Tuesday, January 15, 2013

Mongolia X Journal 6 // Desolation Angels // What will I do with a broken rack? // Cycling connections in Mongolia

If you read Mongolia X journal 5, you would have already learned about the Ovoo [photos above], these large stone cairns or sacred piles of wood timber in the northern protected areas are cultural features marking important mountain divides of this Earthly landscape. These spiritual markings are placed on most bald mountain passes (high passes, or "Davaa") and this will familiarize you to the kind of terrain that is still ahead of me here. I have been excited to hear news about the Mongolia Bike Challenge 2012 (you will love the film, I promise) sponsored by Orbea bicycle of Spain, both the event organizers including logistics from Fawcett & Company, of Canada - all have put together an honors world class endurance event across what is one of the most beautiful, rugged and wide open landscapes on our planet. This location is not to be missed, if you go, bring your mountain bike and prepare for something incredible after every pedal crank, every river crossing, every moment between yourself and an immensity beyond descriptions (you and all the flies, bring DEET). 

Out in the wild grasslands I believe you will feel peace, feel humbled, and understand where it all started for the human race, once living unsettled, nomadically on the land before we divided and conquered it. The Mongolians historically were conquerors of Asia during the ages of Genghis Khan, and that spirit and revival is renewed today in one of the most hospitable cultures to get to know.

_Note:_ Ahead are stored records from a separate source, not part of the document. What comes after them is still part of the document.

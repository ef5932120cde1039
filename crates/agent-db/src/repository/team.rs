//! # Team Repository
//!
//! Teams and team membership. Membership lives on the agent row
//! (`agents.team_id`); the team row only knows its leader.

use agent_core::{CoreError, Team};
use chrono::{DateTime, Utc};
use sqlx::{SqliteConnection, SqlitePool};
use tracing::{debug, info};

use super::{money, rate_from_bps, rate_to_bps};
use crate::error::{DbError, DbResult};

const SELECT_TEAM: &str = r#"
    SELECT id, code, name, leader_id, monthly_target_cents, commission_boost_bps,
           is_active, created_at, updated_at
    FROM teams
"#;

#[derive(Debug, sqlx::FromRow)]
struct TeamRow {
    id: i64,
    code: String,
    name: String,
    leader_id: Option<i64>,
    monthly_target_cents: i64,
    commission_boost_bps: i64,
    is_active: bool,
    created_at: DateTime<Utc>,
    updated_at: DateTime<Utc>,
}

impl TryFrom<TeamRow> for Team {
    type Error = DbError;

    fn try_from(row: TeamRow) -> DbResult<Self> {
        Ok(Team {
            id: row.id,
            code: row.code,
            name: row.name,
            leader_id: row.leader_id,
            monthly_target: money(row.monthly_target_cents),
            commission_boost: rate_from_bps("teams.commission_boost_bps", row.commission_boost_bps)?,
            is_active: row.is_active,
            created_at: row.created_at,
            updated_at: row.updated_at,
        })
    }
}

/// Repository for team database operations.
#[derive(Debug, Clone)]
pub struct TeamRepository {
    pool: SqlitePool,
}

impl TeamRepository {
    pub fn new(pool: SqlitePool) -> Self {
        TeamRepository { pool }
    }

    /// Inserts a new team and returns it with its id.
    pub async fn insert(&self, team: Team) -> DbResult<Team> {
        let result = sqlx::query(
            r#"
            INSERT INTO teams (
                code, name, leader_id, monthly_target_cents, commission_boost_bps,
                is_active, created_at, updated_at
            ) VALUES (?1, ?2, ?3, ?4, ?5, ?6, ?7, ?8)
            "#,
        )
        .bind(&team.code)
        .bind(&team.name)
        .bind(team.leader_id)
        .bind(team.monthly_target.cents())
        .bind(rate_to_bps(team.commission_boost))
        .bind(team.is_active)
        .bind(team.created_at)
        .bind(team.updated_at)
        .execute(&self.pool)
        .await
        .map_err(|err| match DbError::from(err) {
            DbError::UniqueViolation { field, .. } => DbError::duplicate(field, team.code.clone()),
            other => other,
        })?;

        let team = team.with_id(result.last_insert_rowid());
        info!(id = team.id, code = %team.code, "Team created");
        Ok(team)
    }

    pub async fn get_by_id(&self, id: i64) -> DbResult<Option<Team>> {
        let mut conn = self.pool.acquire().await?;
        fetch(&mut conn, id).await
    }

    /// Gets a team by ID, failing with `TeamNotFound` when absent.
    pub async fn get(&self, id: i64) -> DbResult<Team> {
        self.get_by_id(id)
            .await?
            .ok_or_else(|| CoreError::TeamNotFound(id).into())
    }

    pub async fn get_by_code(&self, code: &str) -> DbResult<Option<Team>> {
        let sql = format!("{} WHERE code = ?1", SELECT_TEAM);
        let row: Option<TeamRow> = sqlx::query_as(&sql)
            .bind(code)
            .fetch_optional(&self.pool)
            .await?;
        row.map(Team::try_from).transpose()
    }

    pub async fn list(&self, active_only: bool) -> DbResult<Vec<Team>> {
        let sql = format!("{} WHERE (?1 = 0 OR is_active = 1) ORDER BY code", SELECT_TEAM);
        let rows: Vec<TeamRow> = sqlx::query_as(&sql)
            .bind(active_only)
            .fetch_all(&self.pool)
            .await?;
        rows.into_iter().map(Team::try_from).collect()
    }

    /// Writes every mutable column of an existing team.
    pub async fn update(&self, team: &Team) -> DbResult<()> {
        debug!(id = team.id, "Updating team");

        let result = sqlx::query(
            r#"
            UPDATE teams SET
                name = ?2,
                leader_id = ?3,
                monthly_target_cents = ?4,
                commission_boost_bps = ?5,
                is_active = ?6,
                updated_at = ?7
            WHERE id = ?1
            "#,
        )
        .bind(team.id)
        .bind(&team.name)
        .bind(team.leader_id)
        .bind(team.monthly_target.cents())
        .bind(rate_to_bps(team.commission_boost))
        .bind(team.is_active)
        .bind(team.updated_at)
        .execute(&self.pool)
        .await?;

        if result.rows_affected() == 0 {
            return Err(CoreError::TeamNotFound(team.id).into());
        }
        Ok(())
    }

    /// Number of agents referencing the team.
    pub async fn member_count(&self, team_id: i64) -> DbResult<i64> {
        let count: i64 = sqlx::query_scalar("SELECT COUNT(*) FROM agents WHERE team_id = ?1")
            .bind(team_id)
            .fetch_one(&self.pool)
            .await?;
        Ok(count)
    }
}

pub(crate) async fn fetch(conn: &mut SqliteConnection, id: i64) -> DbResult<Option<Team>> {
    let sql = format!("{} WHERE id = ?1", SELECT_TEAM);
    let row: Option<TeamRow> = sqlx::query_as(&sql).bind(id).fetch_optional(&mut *conn).await?;
    row.map(Team::try_from).transpose()
}

// =============================================================================
// Unit Tests
// =============================================================================

#[cfg(test)]
mod tests {
    use super::*;
    use crate::pool::{Database, DbConfig};
    use agent_core::{CommissionRate, Money};

    #[tokio::test]
    async fn test_insert_and_get() {
        let db = Database::new(DbConfig::in_memory()).await.unwrap();
        let boost = CommissionRate::new(2.0).unwrap();
        let team = Team::new("TEAM-KL", "Kuala Lumpur", Some(boost), Utc::now()).unwrap();

        let saved = db.teams().insert(team).await.unwrap();
        assert!(saved.id > 0);

        let loaded = db.teams().get(saved.id).await.unwrap();
        assert_eq!(loaded.commission_boost, boost);
        assert!(loaded.is_active);
        assert!(db.teams().get_by_code("TEAM-KL").await.unwrap().is_some());
    }

    #[tokio::test]
    async fn test_duplicate_code() {
        let db = Database::new(DbConfig::in_memory()).await.unwrap();
        db.teams()
            .insert(Team::new("TEAM-A", "A", None, Utc::now()).unwrap())
            .await
            .unwrap();
        let err = db
            .teams()
            .insert(Team::new("TEAM-A", "Again", None, Utc::now()).unwrap())
            .await
            .unwrap_err();
        assert!(matches!(err, DbError::UniqueViolation { .. }));
    }

    #[tokio::test]
    async fn test_update_and_list_active() {
        let db = Database::new(DbConfig::in_memory()).await.unwrap();
        let mut team = db
            .teams()
            .insert(Team::new("TEAM-PG", "Penang", None, Utc::now()).unwrap())
            .await
            .unwrap();
        db.teams()
            .insert(Team::new("TEAM-JB", "Johor", None, Utc::now()).unwrap())
            .await
            .unwrap();

        team.set_target(Money::from_major_minor(20_000, 0), Utc::now()).unwrap();
        team.deactivate(Utc::now());
        db.teams().update(&team).await.unwrap();

        let loaded = db.teams().get(team.id).await.unwrap();
        assert_eq!(loaded.monthly_target, Money::from_major_minor(20_000, 0));
        assert_eq!(db.teams().list(true).await.unwrap().len(), 1);
        assert_eq!(db.teams().list(false).await.unwrap().len(), 2);
        assert_eq!(db.teams().member_count(team.id).await.unwrap(), 0);
    }

    #[tokio::test]
    async fn test_missing_team() {
        let db = Database::new(DbConfig::in_memory()).await.unwrap();
        let err = db.teams().get(5).await.unwrap_err();
        assert!(err.is_not_found());
    }
}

Today's journal is short and reflective. I left Ulaanbaatar with three Korean cyclists, all whom are university students with perhaps an ironic mission for their summer, to mountain bike across Mongolia as part of their attempt to publish a Korean language guidebook and storytelling fable about the experience. I use the word "fable" as a descriptive term, just as words describe the landscapes, the weather and the people or animals as I see them. The Korean trio were prepared to do as I was, to ride as far as humanly possible and experience what is so amazing about Mongolia - the emptiness, the natural landscapes and dirt tracks stretching out for thousands of kilometers in every direction. They had their Lonely Planet (Korean) guide to Mongolia (2012) and printed pages from a popular blog about cycling here (read my book, I will tell you all about it then), and they had limited time on their visas to do it all. Perhaps, the Mongolia Bike Challenge would of better fit their time schedule, according to their report, they had 20 some days to experience mountain biking in the country before an important meeting back in Ulaanbaatar with their publisher, who promised them 10,000,000 KRW (Korean Won, about $9500 American dollars, not too bad for amateurs with this guidebook!), these cyclists offered  their story, route, map and photography in exchange for the one-off payment from an unknown publisher in Seoul, South Korea. They have a very sweet deal lined up for themselves. But there were some slight technical problems with all this, let me fill you in on some of those details below.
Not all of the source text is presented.